I’ve thought a lot about what would have made that first experience better because on paper, it shouldn’t have been as hard as it was. I was really lucky, I had a supportive partner and my mum came around almost every day to help as well, I wasn’t lacking support. All they both wanted to do was help me achieve whatever I wanted, but perhaps what I needed more than support for my deranged plan was someone close to me who I trusted to call it. To say that it wasn’t working and nobody was having a good time here. Easier said than done though. It’s a minefield for your partner/family because you’re shattered, hormonal and so so so emotional, they wouldn’t be talking to a rational person anymore, but a ball of exhausted weepy hormones. Like trying to reason with a very tearful grisly bear.
So it wasn’t that I needed more support, what I needed was someone to be my voice of reason when I couldn’t be reasonable. If we were ever to go for a third (ha!) then I would nominate someone whose judgement I trusted and that I would maybe have half a chance of actually hearing through the fog, and I would talk to them before I got close to giving birth and tell them what the slightly less tired, slightly more rational me wants. A bit like you do with a birth plan (ha!) where you write what you want in an ideal world and then what you want in different situations etc. Nobody has a post birth plan, so that would be my one major takeaway from the breastfeeding debacle of my first daughter; have a post birth plan established before you give birth, thank about what you want to do in the event that breastfeeding doesn’t happen and be prepared for that before it happens, complete with nominated messenger to shoot.

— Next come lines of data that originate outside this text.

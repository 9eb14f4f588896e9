use serde::{Deserialize, Serialize};
use std::collections::BTreeMap;

use crate::error::MgormResult;
use crate::types::mongo_builder::{redact_uri, MongoUriBuilder};

fn default_verify_on_connect() -> bool {
    true
}

/// 单个别名的详细连接选项
///
/// `uri` 与 `hosts` 二选一：给出完整连接串，或由各字段拼装
#[derive(Debug, Clone, PartialEq, Serialize, Deserialize)]
#[serde(default)]
pub struct ConnectionOptions {
    /// 完整连接串
    pub uri: Option<String>,
    /// 主机列表（host:port）
    pub hosts: Vec<String>,
    /// 默认数据库
    pub database: Option<String>,
    pub username: Option<String>,
    pub password: Option<String>,
    /// 认证数据库
    pub auth_source: Option<String>,
    /// 副本集名称
    pub replica_set: Option<String>,
    pub direct_connection: bool,
    pub tls: bool,
    /// 服务端日志中显示的应用名
    pub app_name: Option<String>,
    pub min_pool_size: Option<u32>,
    pub max_pool_size: Option<u32>,
    pub connect_timeout_ms: Option<u64>,
    pub server_selection_timeout_ms: Option<u64>,
    /// 初始化时是否 ping 服务器确认可达
    #[serde(default = "default_verify_on_connect")]
    pub verify_on_connect: bool,
    /// 追加到连接串的其他参数
    pub options: BTreeMap<String, String>,
}

impl Default for ConnectionOptions {
    fn default() -> Self {
        Self {
            uri: None,
            hosts: Vec::new(),
            database: None,
            username: None,
            password: None,
            auth_source: None,
            replica_set: None,
            direct_connection: false,
            tls: false,
            app_name: None,
            min_pool_size: None,
            max_pool_size: None,
            connect_timeout_ms: None,
            server_selection_timeout_ms: None,
            verify_on_connect: true,
            options: BTreeMap::new(),
        }
    }
}

impl ConnectionOptions {
    /// 由连接串创建
    pub fn from_uri<S: Into<String>>(uri: S) -> Self {
        Self {
            uri: Some(uri.into()),
            ..Default::default()
        }
    }

    /// 由地址创建：带 `scheme://` 的视为连接串，否则按逗号拆分为主机列表
    pub fn from_address(address: &str) -> Self {
        if address.contains("://") {
            Self::from_uri(address)
        } else {
            Self {
                hosts: address
                    .split(',')
                    .map(str::trim)
                    .filter(|h| !h.is_empty())
                    .map(str::to_string)
                    .collect(),
                ..Default::default()
            }
        }
    }

    /// 创建连接选项构建器
    pub fn builder() -> crate::config::ConnectionOptionsBuilder {
        crate::config::ConnectionOptionsBuilder::new()
    }

    /// 校验地址配置
    pub fn validate(&self) -> MgormResult<()> {
        match (&self.uri, self.hosts.is_empty()) {
            (Some(_), false) => Err(crate::mgorm_error!(
                config,
                crate::i18n::t("error.options_uri_and_hosts")
            )),
            (None, true) => Err(crate::mgorm_error!(
                config,
                crate::i18n::t("error.options_no_address")
            )),
            _ => Ok(()),
        }
    }

    fn uri_builder(&self) -> MongoUriBuilder {
        let mut builder = MongoUriBuilder::new(self.hosts.iter().cloned())
            .with_direct_connection(self.direct_connection)
            .with_tls(self.tls);
        if let Some(database) = &self.database {
            builder = builder.with_database(database.clone());
        }
        if let (Some(user), Some(pass)) = (&self.username, &self.password) {
            builder = builder.with_auth(user.clone(), pass.clone());
        }
        if let Some(auth_source) = &self.auth_source {
            builder = builder.with_auth_source(auth_source.clone());
        }
        if let Some(replica_set) = &self.replica_set {
            builder = builder.with_replica_set(replica_set.clone());
        }
        for (key, value) in &self.options {
            builder = builder.with_option(key.clone(), value.clone());
        }
        builder
    }

    /// 最终用于连接的URI
    pub fn connection_uri(&self) -> String {
        match &self.uri {
            Some(uri) => uri.clone(),
            None => self.uri_builder().build_uri(),
        }
    }

    /// 已脱敏的地址描述，用于日志与错误信息
    pub fn describe(&self) -> String {
        match &self.uri {
            Some(uri) => redact_uri(uri),
            None => self.uri_builder().build_redacted_uri(),
        }
    }
}
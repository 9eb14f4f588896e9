//! # 配置管理模块
//!
//! 别名到连接选项的配置，以及链式构建器

pub mod builders;
pub mod core;

pub use builders::{ConnectionOptionsBuilder, MgormConfigBuilder};
pub use core::MgormConfig;
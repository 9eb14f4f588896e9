pub mod oid;
pub mod connection_options;
pub mod mongo_builder;
pub mod query_options;

pub use oid::{Oid, is_object_id_hex, OID_HEX_LEN};
pub use connection_options::ConnectionOptions;
pub use mongo_builder::{MongoUriBuilder, redact_uri};
pub use query_options::{FindOptions, UpdateOptions, IndexSpec, key_document};
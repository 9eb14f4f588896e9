//! 测试用内存集合
//!
//! 只支持顶层字段相等过滤、`$set` / `$inc` 更新与多字段排序

#![allow(dead_code)]

use std::cmp::Ordering as CmpOrdering;
use std::collections::{HashMap, HashSet};
use std::sync::atomic::{AtomicUsize, Ordering};
use std::sync::{Arc, Mutex};

use async_trait::async_trait;
use futures::StreamExt;
use mongodb::bson::oid::ObjectId;
use mongodb::bson::{Bson, Document};

use rat_mgorm::{
    is_operator_update, CollectionSource, DocumentStream, FindOptions, IndexSpec, MgormError,
    MgormResult, QueryableCollection, UpdateOutcome,
};

#[derive(Default)]
pub struct MemoryState {
    collections: Mutex<HashMap<String, Vec<Document>>>,
    indexes: Mutex<HashMap<String, Vec<IndexSpec>>>,
    active: AtomicUsize,
    checkouts: AtomicUsize,
}

impl MemoryState {
    pub fn documents(&self, key: &str) -> Vec<Document> {
        self.collections.lock().unwrap().get(key).cloned().unwrap_or_default()
    }

    pub fn indexes(&self, key: &str) -> Vec<IndexSpec> {
        self.indexes.lock().unwrap().get(key).cloned().unwrap_or_default()
    }

    /// 当前未释放的签出数
    pub fn active(&self) -> usize {
        self.active.load(Ordering::SeqCst)
    }

    /// 累计签出次数
    pub fn checkouts(&self) -> usize {
        self.checkouts.load(Ordering::SeqCst)
    }
}

pub struct MemorySource {
    pub state: Arc<MemoryState>,
    aliases: HashSet<String>,
}

impl MemorySource {
    pub fn new(aliases: &[&str]) -> Arc<Self> {
        Arc::new(Self {
            state: Arc::new(MemoryState::default()),
            aliases: aliases.iter().map(|a| a.to_string()).collect(),
        })
    }
}

#[async_trait]
impl CollectionSource for MemorySource {
    async fn checkout(
        &self,
        alias: &str,
        database: &str,
        collection: &str,
    ) -> MgormResult<Box<dyn QueryableCollection>> {
        if !self.aliases.contains(alias) {
            return Err(MgormError::AliasNotFound { alias: alias.to_string() });
        }
        self.state.active.fetch_add(1, Ordering::SeqCst);
        self.state.checkouts.fetch_add(1, Ordering::SeqCst);
        Ok(Box::new(MemoryCollection {
            name: collection.to_string(),
            key: format!("{}.{}", database, collection),
            state: self.state.clone(),
        }))
    }
}

pub struct MemoryCollection {
    name: String,
    key: String,
    state: Arc<MemoryState>,
}

impl Drop for MemoryCollection {
    fn drop(&mut self) {
        self.state.active.fetch_sub(1, Ordering::SeqCst);
    }
}

fn matches(doc: &Document, filter: &Document) -> bool {
    filter.iter().all(|(k, v)| doc.get(k) == Some(v))
}

fn compare(a: Option<&Bson>, b: Option<&Bson>) -> CmpOrdering {
    match (a, b) {
        (Some(Bson::Int32(x)), Some(Bson::Int32(y))) => x.cmp(y),
        (Some(Bson::Int64(x)), Some(Bson::Int64(y))) => x.cmp(y),
        (Some(Bson::Double(x)), Some(Bson::Double(y))) => x.partial_cmp(y).unwrap_or(CmpOrdering::Equal),
        (Some(Bson::String(x)), Some(Bson::String(y))) => x.cmp(y),
        (None, Some(_)) => CmpOrdering::Less,
        (Some(_), None) => CmpOrdering::Greater,
        _ => CmpOrdering::Equal,
    }
}

fn apply_update(doc: &mut Document, update: &Document) {
    if is_operator_update(update) {
        if let Ok(set) = update.get_document("$set") {
            for (k, v) in set {
                doc.insert(k.clone(), v.clone());
            }
        }
        if let Ok(inc) = update.get_document("$inc") {
            for (k, v) in inc {
                let next = match (doc.get(k), v) {
                    (Some(Bson::Int32(a)), Bson::Int32(b)) => Bson::Int32(a + b),
                    (Some(Bson::Int64(a)), Bson::Int64(b)) => Bson::Int64(a + b),
                    (None, other) => other.clone(),
                    (Some(current), _) => current.clone(),
                };
                doc.insert(k.clone(), next);
            }
        }
    } else {
        let id = doc.get("_id").cloned();
        *doc = update.clone();
        if let Some(id) = id {
            doc.insert("_id", id);
        }
    }
}

fn duplicate(key: &str, id: &Bson) -> MgormError {
    MgormError::DuplicateKey {
        code: 11000,
        message: format!("E11000 duplicate key error collection: {} index: _id_ dup key: {}", key, id),
    }
}

#[async_trait]
impl QueryableCollection for MemoryCollection {
    fn name(&self) -> &str {
        &self.name
    }

    async fn insert_many(&self, docs: Vec<Document>) -> MgormResult<()> {
        let mut collections = self.state.collections.lock().unwrap();
        let stored = collections.entry(self.key.clone()).or_default();
        for mut doc in docs {
            if !doc.contains_key("_id") {
                doc.insert("_id", ObjectId::new());
            }
            let id = doc.get("_id").cloned().unwrap_or(Bson::Null);
            if stored.iter().any(|d| d.get("_id") == Some(&id)) {
                return Err(duplicate(&self.key, &id));
            }
            stored.push(doc);
        }
        Ok(())
    }

    async fn update_one(&self, filter: Document, update: Document, upsert: bool) -> MgormResult<UpdateOutcome> {
        let mut collections = self.state.collections.lock().unwrap();
        let stored = collections.entry(self.key.clone()).or_default();
        if let Some(doc) = stored.iter_mut().find(|d| matches(d, &filter)) {
            apply_update(doc, &update);
            return Ok(UpdateOutcome { matched: 1, modified: 1, upserted_id: None });
        }
        if !upsert {
            return Ok(UpdateOutcome::default());
        }

        let mut doc = if is_operator_update(&update) {
            let mut base = filter.clone();
            apply_update(&mut base, &update);
            base
        } else {
            update.clone()
        };
        if !doc.contains_key("_id") {
            doc.insert("_id", ObjectId::new());
        }
        let upserted_id = doc.get("_id").cloned();
        stored.push(doc);
        Ok(UpdateOutcome { matched: 0, modified: 0, upserted_id })
    }

    async fn update_many(&self, filter: Document, update: Document) -> MgormResult<UpdateOutcome> {
        let mut collections = self.state.collections.lock().unwrap();
        let stored = collections.entry(self.key.clone()).or_default();
        let mut matched = 0;
        for doc in stored.iter_mut().filter(|d| matches(d, &filter)) {
            apply_update(doc, &update);
            matched += 1;
        }
        Ok(UpdateOutcome { matched, modified: matched, upserted_id: None })
    }

    async fn delete_one(&self, filter: Document) -> MgormResult<u64> {
        let mut collections = self.state.collections.lock().unwrap();
        let stored = collections.entry(self.key.clone()).or_default();
        match stored.iter().position(|d| matches(d, &filter)) {
            Some(index) => {
                stored.remove(index);
                Ok(1)
            }
            None => Ok(0),
        }
    }

    async fn delete_many(&self, filter: Document) -> MgormResult<u64> {
        let mut collections = self.state.collections.lock().unwrap();
        let stored = collections.entry(self.key.clone()).or_default();
        let before = stored.len();
        stored.retain(|d| !matches(d, &filter));
        Ok((before - stored.len()) as u64)
    }

    async fn find_one(&self, filter: Document) -> MgormResult<Option<Document>> {
        let collections = self.state.collections.lock().unwrap();
        Ok(collections
            .get(&self.key)
            .and_then(|docs| docs.iter().find(|d| matches(d, &filter)).cloned()))
    }

    async fn find(&self, filter: Document, options: &FindOptions) -> MgormResult<DocumentStream> {
        let mut docs: Vec<Document> = {
            let collections = self.state.collections.lock().unwrap();
            collections
                .get(&self.key)
                .map(|docs| docs.iter().filter(|d| matches(d, &filter)).cloned().collect())
                .unwrap_or_default()
        };

        if let Some(sort) = options.sort_document() {
            docs.sort_by(|a, b| {
                for (field, direction) in &sort {
                    let ord = compare(a.get(field), b.get(field));
                    let ord = if direction == &Bson::Int32(-1) { ord.reverse() } else { ord };
                    if ord != CmpOrdering::Equal {
                        return ord;
                    }
                }
                CmpOrdering::Equal
            });
        }

        let mut iter: Box<dyn Iterator<Item = Document> + Send> =
            Box::new(docs.into_iter().skip(options.skip as usize));
        if options.limit > 0 {
            iter = Box::new(iter.take(options.limit as usize));
        }
        let items: Vec<MgormResult<Document>> = iter.map(Ok).collect();
        Ok(futures::stream::iter(items).boxed())
    }

    async fn count(&self, filter: Document) -> MgormResult<u64> {
        let collections = self.state.collections.lock().unwrap();
        Ok(collections
            .get(&self.key)
            .map(|docs| docs.iter().filter(|d| matches(d, &filter)).count() as u64)
            .unwrap_or(0))
    }

    async fn create_index(&self, index: &IndexSpec) -> MgormResult<()> {
        self.state
            .indexes
            .lock()
            .unwrap()
            .entry(self.key.clone())
            .or_default()
            .push(index.clone());
        Ok(())
    }
}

Ultimately you need someone to be ‘you’ when you’re not ‘you’. Because you’re not you once you’ve given birth, you’re a whole other person that you’ve never met before. You’re still in there, and they’ll be back but it takes a while so talk to someone, or a couple of people and find your voice of reason. That could be your mum, sibling, friend, whoever. I’d say probably not your partner, because at that point you’re probably going to irrationally hate each other because you’re secretly convinced the other is getting more sleep than you, but maybe if you’re kinder than I am, then your partner. Ultimately, focus on the end goal – a happy, fed baby. How many times does it come up in conversation as an adult whether you were breast or bottle fed? Exactly.